特別なことがない限りカバンも持たない。僕は手ぶらで一階まで降りて、昇降口から外へ。この学校にはまだ靴箱が残っている。昔はここで上履き、つまり室内用の靴に履き替えてたらしい。
そして正門へ向かう学生たちを横目に、校舎に沿ってぐるりと回り込む。
校舎裏にその建物はあった。いくつかのプリント建築が並んだ第二部室棟、メジャーではない部が集まっている。プリント建築とは3Dプリント工法で作られた建物だ。
その一つ、バイオスフィア部、ここが僕の部室。
中にはすでに人がいた。2年の伊勢穂香先輩。ショートボブの明るめの髪が特徴の美人だ。

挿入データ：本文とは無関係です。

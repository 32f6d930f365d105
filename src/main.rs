// src/main.rs

use clap::Parser;
use tracing_subscriber::EnvFilter;

use employee_directory::cli::Cli;
use employee_directory::config::{AppConfig, LoggingConfig};

/// RUST_LOG важнее уровня из конфига
fn init_logging(logging: &LoggingConfig) {
    let filter = EnvFilter::try_from_default_env()
        .unwrap_or_else(|_| EnvFilter::new(&logging.level));

    let builder = tracing_subscriber::fmt().with_env_filter(filter);
    if logging.json {
        builder.json().init();
    } else {
        builder.init();
    }
}

#[tokio::main]
async fn main() -> Result<(), Box<dyn std::error::Error>> {
    dotenvy::dotenv().ok();

    let cli = Cli::parse();
    let config = AppConfig::load(&cli.config)?;
    init_logging(&config.logging);

    cli.run(config).await
}
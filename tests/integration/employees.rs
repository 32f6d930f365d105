// tests/integration/employees.rs

use axum::http::StatusCode;
use serde_json::json;

use crate::{body_json, get, post_json, send, test_router};

#[tokio::test]
async fn health_needs_no_organization() {
    let router = test_router(60);
    let response = send(&router, get("/health", None)).await;

    assert_eq!(response.status(), StatusCode::OK);
    assert_eq!(body_json(response).await, json!({ "status": "ok" }));
}

#[tokio::test]
async fn missing_org_header_is_rejected() {
    let router = test_router(60);

    for uri in ["/employees", "/employees/filters", "/employees/export"] {
        let response = send(&router, get(uri, None)).await;
        assert_eq!(response.status(), StatusCode::BAD_REQUEST, "{uri}");
        assert_eq!(
            body_json(response).await,
            json!({ "error": "X-Org-Id header is required" })
        );
    }

    let blank = send(&router, get("/employees", Some("   "))).await;
    assert_eq!(blank.status(), StatusCode::BAD_REQUEST);
}

#[tokio::test]
async fn listing_is_scoped_and_projected() {
    let router = test_router(60);
    let body = body_json(send(&router, get("/employees", Some("org-1"))).await).await;

    // уволенные скрыты по умолчанию, чужая организация не видна
    assert_eq!(body["total"], 3);
    assert_eq!(body["page"], 1);
    assert_eq!(body["page_size"], 50);
    let names: Vec<&str> = body["items"]
        .as_array()
        .unwrap()
        .iter()
        .map(|item| item["first_name"].as_str().unwrap())
        .collect();
    assert_eq!(names, ["Amelia", "Ana", "Arlani"]);

    let first = body["items"][0].as_object().unwrap();
    let mut keys: Vec<&str> = first.keys().map(String::as_str).collect();
    keys.sort_unstable();
    assert_eq!(
        keys,
        [
            "department",
            "first_name",
            "id",
            "last_name",
            "location",
            "position",
            "status",
            "visible_columns",
        ]
    );
    assert_eq!(first["visible_columns"], json!(["department", "position", "location"]));
}

#[tokio::test]
async fn second_org_sees_its_own_columns() {
    let router = test_router(60);
    let body = body_json(send(&router, get("/employees", Some("org-2"))).await).await;

    assert_eq!(body["total"], 1);
    let item = body["items"][0].as_object().unwrap();
    assert_eq!(item["first_name"], "OtherOrg");
    assert!(item.contains_key("department"));
    assert!(item.contains_key("location"));
    assert!(!item.contains_key("position"));
    assert!(!item.contains_key("company"));
}

#[tokio::test]
async fn unknown_org_gets_identity_fields_only() {
    let router = test_router(60);
    let body = body_json(send(&router, get("/employees", Some("org-404"))).await).await;
    assert_eq!(body["total"], 0);

    let filters = body_json(send(&router, get("/employees/filters", Some("org-404"))).await).await;
    assert_eq!(filters["visible_columns"], json!([]));
}

#[tokio::test]
async fn filters_and_requested_columns() {
    let router = test_router(60);

    let body = body_json(
        send(
            &router,
            get(
                "/employees?include_terminated=true&statuses=Terminated&columns=location,company",
                Some("org-1"),
            ),
        )
        .await,
    )
    .await;
    assert_eq!(body["total"], 1);
    let item = body["items"][0].as_object().unwrap();
    assert_eq!(item["first_name"], "Terminated");
    assert_eq!(item["visible_columns"], json!(["location"]));
    assert!(!item.contains_key("department"));

    let body = body_json(send(&router, get("/employees?search=SINGAP", Some("org-1"))).await).await;
    assert_eq!(body["total"], 1);
    assert_eq!(body["items"][0]["first_name"], "Amelia");

    let body = body_json(send(&router, get("/employees?page=abc&page_size=2", Some("org-1"))).await)
        .await;
    assert_eq!(body["page"], 1);
    assert_eq!(body["items"].as_array().unwrap().len(), 2);
}

#[tokio::test]
async fn filter_values_are_org_scoped() {
    let router = test_router(60);
    let body = body_json(send(&router, get("/employees/filters", Some("org-1"))).await).await;

    let locations = body["locations"].as_array().unwrap();
    assert!(locations.contains(&json!("Singapore")));
    assert!(!locations.contains(&json!("Other City")));
}

#[tokio::test]
async fn create_then_find() {
    let router = test_router(60);

    let response = send(
        &router,
        post_json(
            "/employees",
            "org-2",
            json!({
                "first_name": "  Nina ",
                "last_name": "New",
                "location": "Tallinn",
                "company": "Hidden Co",
                "status": "Not started"
            }),
        ),
    )
    .await;
    assert_eq!(response.status(), StatusCode::CREATED);
    let created = body_json(response).await;
    assert_eq!(created["id"], 2);
    assert_eq!(created["first_name"], "Nina");
    assert!(created.get("company").is_none());

    let body = body_json(send(&router, get("/employees?locations=Tallinn", Some("org-2"))).await)
        .await;
    assert_eq!(body["total"], 1);
    assert_eq!(body["items"][0]["status"], "Not started");
}

#[tokio::test]
async fn create_without_name_is_unprocessable() {
    let router = test_router(60);
    let response = send(
        &router,
        post_json("/employees", "org-1", json!({ "first_name": "Solo" })),
    )
    .await;

    assert_eq!(response.status(), StatusCode::UNPROCESSABLE_ENTITY);
    assert!(body_json(response).await["error"].is_string());
}

#[tokio::test]
async fn malformed_json_gets_error_body() {
    let router = test_router(60);
    let response = send(
        &router,
        post_json("/employees", "org-1", json!({ "first_name": 5, "last_name": "Doe" })),
    )
    .await;

    assert_eq!(response.status(), StatusCode::UNPROCESSABLE_ENTITY);
    assert_eq!(
        response.headers()[axum::http::header::CONTENT_TYPE],
        "application/json"
    );
    assert!(body_json(response).await["error"].is_string());
}
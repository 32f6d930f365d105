// src/error.rs

use std::time::Duration;
use thiserror::Error;

use crate::csv_io::CsvError;
use crate::store::StoreError;

/// Ошибки операций над сотрудниками
#[derive(Debug, Error)]
pub enum ServiceError {
    /// Неверные входные данные: исправить запрос и повторить
    #[error("validation failed: {0}")]
    Validation(String),

    /// Превышен лимит запросов: повторить позже
    #[error("Rate limit exceeded")]
    Throttled { retry_after: Duration },

    #[error("X-Org-Id header is required")]
    MissingOrganization,

    #[error("invalid upload: {0}")]
    Upload(String),

    #[error(transparent)]
    Storage(#[from] StoreError),
}

impl From<CsvError> for ServiceError {
    fn from(err: CsvError) -> Self {
        match err {
            CsvError::Encoding => ServiceError::Upload(err.to_string()),
            CsvError::Malformed(_) | CsvError::MissingColumn(_) => {
                ServiceError::Validation(err.to_string())
            }
        }
    }
}

pub type Result<T> = std::result::Result<T, ServiceError>;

先輩はいわゆる万能の人である。成績もトップクラスでありながら、驚異的な身体能力の持ち主なのだ。一年の運動会では100メートルの県内記録を出したとか。
そんな人がなぜバイオスフィア部にいるのか疑問に思わなくもないけど、まあこの部が一番面白いからじゃないかな。

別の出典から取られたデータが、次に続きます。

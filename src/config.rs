// src/config.rs

use serde::{Deserialize, Serialize};
use std::fs;
use std::path::Path;
use std::time::Duration;
use thiserror::Error;

use crate::models::{OptionalField, OrgColumns};

/// Переменная окружения с мастер-ключом снимка
pub const MASTER_KEY_ENV: &str = "EMPLOYEES_MASTER_KEY";

#[derive(Debug, Error)]
pub enum ConfigError {
    #[error("failed to read config: {0}")]
    Io(#[from] std::io::Error),
    #[error("invalid config: {0}")]
    Yaml(#[from] serde_yaml::Error),
    #[error("invalid config: {0}")]
    Invalid(String),
}

#[derive(Debug, Clone, Deserialize, Serialize, PartialEq)]
pub struct AppConfig {
    #[serde(default)]
    pub server: ServerConfig,

    #[serde(default)]
    pub rate_limit: RateLimitConfig,

    #[serde(default = "default_org_columns")]
    pub org_columns: OrgColumns,

    #[serde(default)]
    pub storage: StorageConfig,

    #[serde(default)]
    pub logging: LoggingConfig,
}

impl Default for AppConfig {
    fn default() -> Self {
        Self {
            server: ServerConfig::default(),
            rate_limit: RateLimitConfig::default(),
            org_columns: default_org_columns(),
            storage: StorageConfig::default(),
            logging: LoggingConfig::default(),
        }
    }
}

fn default_org_columns() -> OrgColumns {
    OrgColumns::new()
        .with_org(
            "org-1",
            [
                OptionalField::Department,
                OptionalField::Position,
                OptionalField::Location,
            ],
        )
        .with_org("org-2", [OptionalField::Department, OptionalField::Location])
}

#[derive(Debug, Clone, Deserialize, Serialize, PartialEq)]
pub struct ServerConfig {
    #[serde(default = "default_address")]
    pub address: String,
    #[serde(default = "default_max_request_size")]
    pub max_request_size: usize,
    /// Брать адрес клиента из X-Forwarded-For (только за доверенным прокси)
    #[serde(default)]
    pub trust_forwarded_for: bool,
}

impl Default for ServerConfig {
    fn default() -> Self {
        Self {
            address: default_address(),
            max_request_size: default_max_request_size(),
            trust_forwarded_for: false,
        }
    }
}

fn default_address() -> String {
    "127.0.0.1:8080".to_string()
}

fn default_max_request_size() -> usize {
    10 * 1024 * 1024 // 10 MB
}

#[derive(Debug, Clone, Deserialize, Serialize, PartialEq)]
pub struct RateLimitConfig {
    #[serde(default = "default_window_seconds")]
    pub window_seconds: u64,
    #[serde(default = "default_max_requests")]
    pub max_requests: u32,
    #[serde(default = "default_max_keys")]
    pub max_keys: usize,
    #[serde(default = "default_sweep_interval_seconds")]
    pub sweep_interval_seconds: u64,
    #[serde(default = "default_grace_seconds")]
    pub grace_seconds: u64,
}

impl Default for RateLimitConfig {
    fn default() -> Self {
        Self {
            window_seconds: default_window_seconds(),
            max_requests: default_max_requests(),
            max_keys: default_max_keys(),
            sweep_interval_seconds: default_sweep_interval_seconds(),
            grace_seconds: default_grace_seconds(),
        }
    }
}

impl RateLimitConfig {
    pub fn window(&self) -> Duration {
        Duration::from_secs(self.window_seconds)
    }

    pub fn sweep_interval(&self) -> Duration {
        Duration::from_secs(self.sweep_interval_seconds)
    }

    pub fn grace(&self) -> Duration {
        Duration::from_secs(self.grace_seconds)
    }
}

fn default_window_seconds() -> u64 { 60 }
fn default_max_requests() -> u32 { 60 }
fn default_max_keys() -> usize { 10_000 }
fn default_sweep_interval_seconds() -> u64 { 60 }
fn default_grace_seconds() -> u64 { 60 }

#[derive(Debug, Clone, Deserialize, Serialize, PartialEq)]
pub struct StorageConfig {
    /// Путь к зашифрованному снимку; без него данные живут только в памяти
    pub snapshot_path: Option<String>,
    pub master_key_hex: Option<String>,
    #[serde(default = "default_seed_demo_data")]
    pub seed_demo_data: bool,
}

impl Default for StorageConfig {
    fn default() -> Self {
        Self {
            snapshot_path: None,
            master_key_hex: None,
            seed_demo_data: default_seed_demo_data(),
        }
    }
}

impl StorageConfig {
    /// Ключ из конфига, иначе из окружения
    pub fn master_key_hex(&self) -> Option<String> {
        self.master_key_hex
            .clone()
            .or_else(|| std::env::var(MASTER_KEY_ENV).ok())
            .filter(|key| !key.trim().is_empty())
    }
}

fn default_seed_demo_data() -> bool {
    true
}

#[derive(Debug, Clone, Deserialize, Serialize, PartialEq)]
pub struct LoggingConfig {
    #[serde(default = "default_log_level")]
    pub level: String,
    #[serde(default)]
    pub json: bool,
}

impl Default for LoggingConfig {
    fn default() -> Self {
        Self {
            level: default_log_level(),
            json: false,
        }
    }
}

fn default_log_level() -> String {
    "info".to_string()
}

impl AppConfig {
    /// Загрузить конфиг; без файла берём значения по умолчанию
    pub fn load<P: AsRef<Path>>(path: P) -> Result<Self, ConfigError> {
        let path = path.as_ref();
        if !path.exists() {
            return Ok(Self::default());
        }
        let content = fs::read_to_string(path)?;
        Self::from_yaml(&content)
    }

    pub fn from_yaml(content: &str) -> Result<Self, ConfigError> {
        let mut config: Self = serde_yaml::from_str(content)?;
        config.org_columns = config.org_columns.normalized();
        config.validate()?;
        Ok(config)
    }

    pub fn save<P: AsRef<Path>>(&self, path: P) -> Result<(), ConfigError> {
        let content = serde_yaml::to_string(self)?;
        fs::write(path, content)?;
        Ok(())
    }

    fn validate(&self) -> Result<(), ConfigError> {
        if self.rate_limit.window_seconds == 0 {
            return Err(ConfigError::Invalid(
                "rate_limit.window_seconds must be positive".to_string(),
            ));
        }
        if self.rate_limit.sweep_interval_seconds == 0 {
            return Err(ConfigError::Invalid(
                "rate_limit.sweep_interval_seconds must be positive".to_string(),
            ));
        }
        Ok(())
    }
}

先輩はタブレットの上でタッチペンを動かしてる。何やら数式が見えるから勉強だろうか。高校受験に備えて勉強に余念がないのだろう。僕は棚から適当なタブレットを出して座る。こうして粘土板を引き抜く様子はアレキサンドリアの図書館でも見られただろうか?
「おはようございます」
「おはよう。不来方書記は遅いわね。どうかしたのかしら」
「あれ、今日はまだですか、不来方さんの方が近いはずなんですけどね」
不来方まおは僕と同じ1年でクラスも同じ、というか一学年にはひとクラスしかない。
見ていたわけではないけど彼女のほうが教室の入り口に近いので、部にも先に来ることが多い。

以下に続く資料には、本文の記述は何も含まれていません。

// src/models/employee.rs

use serde::{Deserialize, Serialize};
use std::fmt;
use std::str::FromStr;

/// Идентификатор сотрудника, уникален только внутри организации
#[derive(Serialize, Deserialize, Debug, Clone, Copy, PartialEq, Eq, PartialOrd, Ord, Hash)]
#[serde(transparent)]
pub struct EmployeeId(pub u64);

impl fmt::Display for EmployeeId {
    fn fmt(&self, f: &mut fmt::Formatter<'_>) -> fmt::Result {
        write!(f, "{}", self.0)
    }
}

/// Статус сотрудника; порядок вариантов задаёт порядок сортировки
#[derive(Serialize, Deserialize, Debug, Clone, Copy, PartialEq, Eq, PartialOrd, Ord, Hash, Default)]
pub enum EmployeeStatus {
    #[default]
    Active,
    #[serde(rename = "Not started")]
    NotStarted,
    Terminated,
}

impl EmployeeStatus {
    pub const ALL: [EmployeeStatus; 3] = [
        EmployeeStatus::Active,
        EmployeeStatus::NotStarted,
        EmployeeStatus::Terminated,
    ];

    pub fn as_str(&self) -> &'static str {
        match self {
            EmployeeStatus::Active => "Active",
            EmployeeStatus::NotStarted => "Not started",
            EmployeeStatus::Terminated => "Terminated",
        }
    }
}

impl fmt::Display for EmployeeStatus {
    fn fmt(&self, f: &mut fmt::Formatter<'_>) -> fmt::Result {
        f.write_str(self.as_str())
    }
}

impl FromStr for EmployeeStatus {
    type Err = String;

    fn from_str(s: &str) -> Result<Self, Self::Err> {
        EmployeeStatus::ALL
            .into_iter()
            .find(|status| status.as_str() == s)
            .ok_or_else(|| format!("unknown status '{}'", s))
    }
}

/// Необязательные атрибуты, видимость которых настраивается по организации
#[derive(Serialize, Deserialize, Debug, Clone, Copy, PartialEq, Eq, Hash, PartialOrd, Ord)]
#[serde(rename_all = "lowercase")]
pub enum OptionalField {
    Department,
    Position,
    Location,
    Company,
}

impl OptionalField {
    pub const ALL: [OptionalField; 4] = [
        OptionalField::Department,
        OptionalField::Position,
        OptionalField::Location,
        OptionalField::Company,
    ];

    pub fn as_str(&self) -> &'static str {
        match self {
            OptionalField::Department => "department",
            OptionalField::Position => "position",
            OptionalField::Location => "location",
            OptionalField::Company => "company",
        }
    }
}

impl fmt::Display for OptionalField {
    fn fmt(&self, f: &mut fmt::Formatter<'_>) -> fmt::Result {
        f.write_str(self.as_str())
    }
}

impl FromStr for OptionalField {
    type Err = String;

    fn from_str(s: &str) -> Result<Self, Self::Err> {
        OptionalField::ALL
            .into_iter()
            .find(|field| field.as_str() == s)
            .ok_or_else(|| format!("unknown column '{}'", s))
    }
}

/// Запись о сотруднике.
///
/// `organization_id` назначается при создании и больше не меняется.
#[derive(Serialize, Deserialize, Debug, Clone, PartialEq)]
pub struct Employee {
    pub id: EmployeeId,
    pub organization_id: String,
    pub first_name: String,
    pub last_name: String,
    pub status: EmployeeStatus,
    pub department: Option<String>,
    pub position: Option<String>,
    pub location: Option<String>,
    pub company: Option<String>,
}

impl Employee {
    /// Значение необязательного атрибута
    pub fn attribute(&self, field: OptionalField) -> Option<&str> {
        match field {
            OptionalField::Department => self.department.as_deref(),
            OptionalField::Position => self.position.as_deref(),
            OptionalField::Location => self.location.as_deref(),
            OptionalField::Company => self.company.as_deref(),
        }
    }
}

/// Данные для создания сотрудника: без `id` и организации,
/// их назначает хранилище.
#[derive(Serialize, Deserialize, Debug, Clone, PartialEq, Default)]
pub struct NewEmployee {
    #[serde(default)]
    pub first_name: String,
    #[serde(default)]
    pub last_name: String,
    #[serde(default)]
    pub status: EmployeeStatus,
    #[serde(default)]
    pub department: Option<String>,
    #[serde(default)]
    pub position: Option<String>,
    #[serde(default)]
    pub location: Option<String>,
    #[serde(default)]
    pub company: Option<String>,
}

impl NewEmployee {
    pub fn new(first_name: impl Into<String>, last_name: impl Into<String>) -> Self {
        Self {
            first_name: first_name.into(),
            last_name: last_name.into(),
            ..Default::default()
        }
    }

    pub fn with(mut self, field: OptionalField, value: impl Into<String>) -> Self {
        let value = Some(value.into());
        match field {
            OptionalField::Department => self.department = value,
            OptionalField::Position => self.position = value,
            OptionalField::Location => self.location = value,
            OptionalField::Company => self.company = value,
        }
        self
    }

    pub fn with_status(mut self, status: EmployeeStatus) -> Self {
        self.status = status;
        self
    }

    /// Проверка обязательных полей; пустые строки в атрибутах превращаются в `None`
    pub fn validate(mut self) -> Result<Self, String> {
        self.first_name = self.first_name.trim().to_string();
        self.last_name = self.last_name.trim().to_string();

        if self.first_name.is_empty() {
            return Err("first_name is required".to_string());
        }
        if self.last_name.is_empty() {
            return Err("last_name is required".to_string());
        }

        for slot in [
            &mut self.department,
            &mut self.position,
            &mut self.location,
            &mut self.company,
        ] {
            *slot = slot
                .take()
                .map(|v| v.trim().to_string())
                .filter(|v| !v.is_empty());
        }

        Ok(self)
    }

    /// Превратить в запись с назначенными идентификаторами
    pub fn into_employee(self, id: EmployeeId, organization_id: &str) -> Employee {
        Employee {
            id,
            organization_id: organization_id.to_string(),
            first_name: self.first_name,
            last_name: self.last_name,
            status: self.status,
            department: self.department,
            position: self.position,
            location: self.location,
            company: self.company,
        }
    }
}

ちなみに言えば伊勢先輩の教室は2階なのだが、いつも先輩のほうが早い。月夜中学はフリーカリキュラムなので二年になると自由度が高まる。伊勢先輩はすでに卒業までの大半の単位を取っているのだ。
三人そろわないと部活が初められないので、僕はとりあえず宿題を片付ける。僕のIDで宿題のファイルを開いて、かりかりと漢字の書き取り。
しばらくして、がらがらと戸が開いた。
「お、お、遅れました、すみません」
現れるのは黒髪の森。
たっぷりとウェーブのかかった艶のある黒髪。長さは腰まであって、その毛量はすさまじい。不来方さんのことを「まお」と呼ぶ人もいるけど、中国語で毛をマオと読むので、「毛」と呼びかける塩梅になってしまう。本人は気にしてないらしいが、部活では僕も伊勢先輩も彼女を苗字で呼ぶ。
度の強い丸眼鏡をかけているのと、いつも薄手のカバンを持っているのが特徴だ。カバンは体の前に抱えている。
がたがたと、机と壁の間の狭いスペースをすばやく移動し、カバンを抱えたまま自分の席に着く。
その彼女の前に伊勢先輩がタブレットを差し出す。
「不来方さん、こないだ教えてもらった本、面白かったわ。夢中になって読んじゃった」
「あ、そ、そうですか。読んでくれてありがとうございます。や、やっぱりシェルトハウンド公爵の包容力と言いますかふところの深さがたまらなくて国家と恋愛を天秤にかけるのは不道徳だと言いつつもオルネットのことを一番に思ってるのが垣間見えてその苦悩に揺れ動く描写が何度でも読んじゃう魅力あって庭園の知識とかさらっと語るのもかっこいいし義手なのに腕も立つとかそれでいて喧嘩は最後の最後までやらないのが」
すごい喋り出した。
不来方さんの趣味は恋愛小説らしく、ときどき伊勢先輩に本を貸してその感想を語り合っている。いつも不来方さんの話す時間のほうが長い。
「じゃあ朝礼しましょうか」
絶妙のタイミングで伊勢先輩が手を打つ。僕たちはがたがたと立ち上がり、片方の手のひらを前に向け、頭の上にちょこんと差し出す。
「偉大なるバニー・バニーのために」
僕たち三人の声が揃う。さほど大声でもない。全員の中央にあるものを確認し合うような言葉。
「偉大なる跳躍者のために」
「偉大なる先導者のために」
「偉大なる放蕩者のために」
「我々はその持てる力のすべてをかけて」
「人生を楽しみ」
「新しきことに取り組み」
「意義あるものを残すことを誓います」
「偉大なるバニー・バニーのために」
言葉は霊であるという。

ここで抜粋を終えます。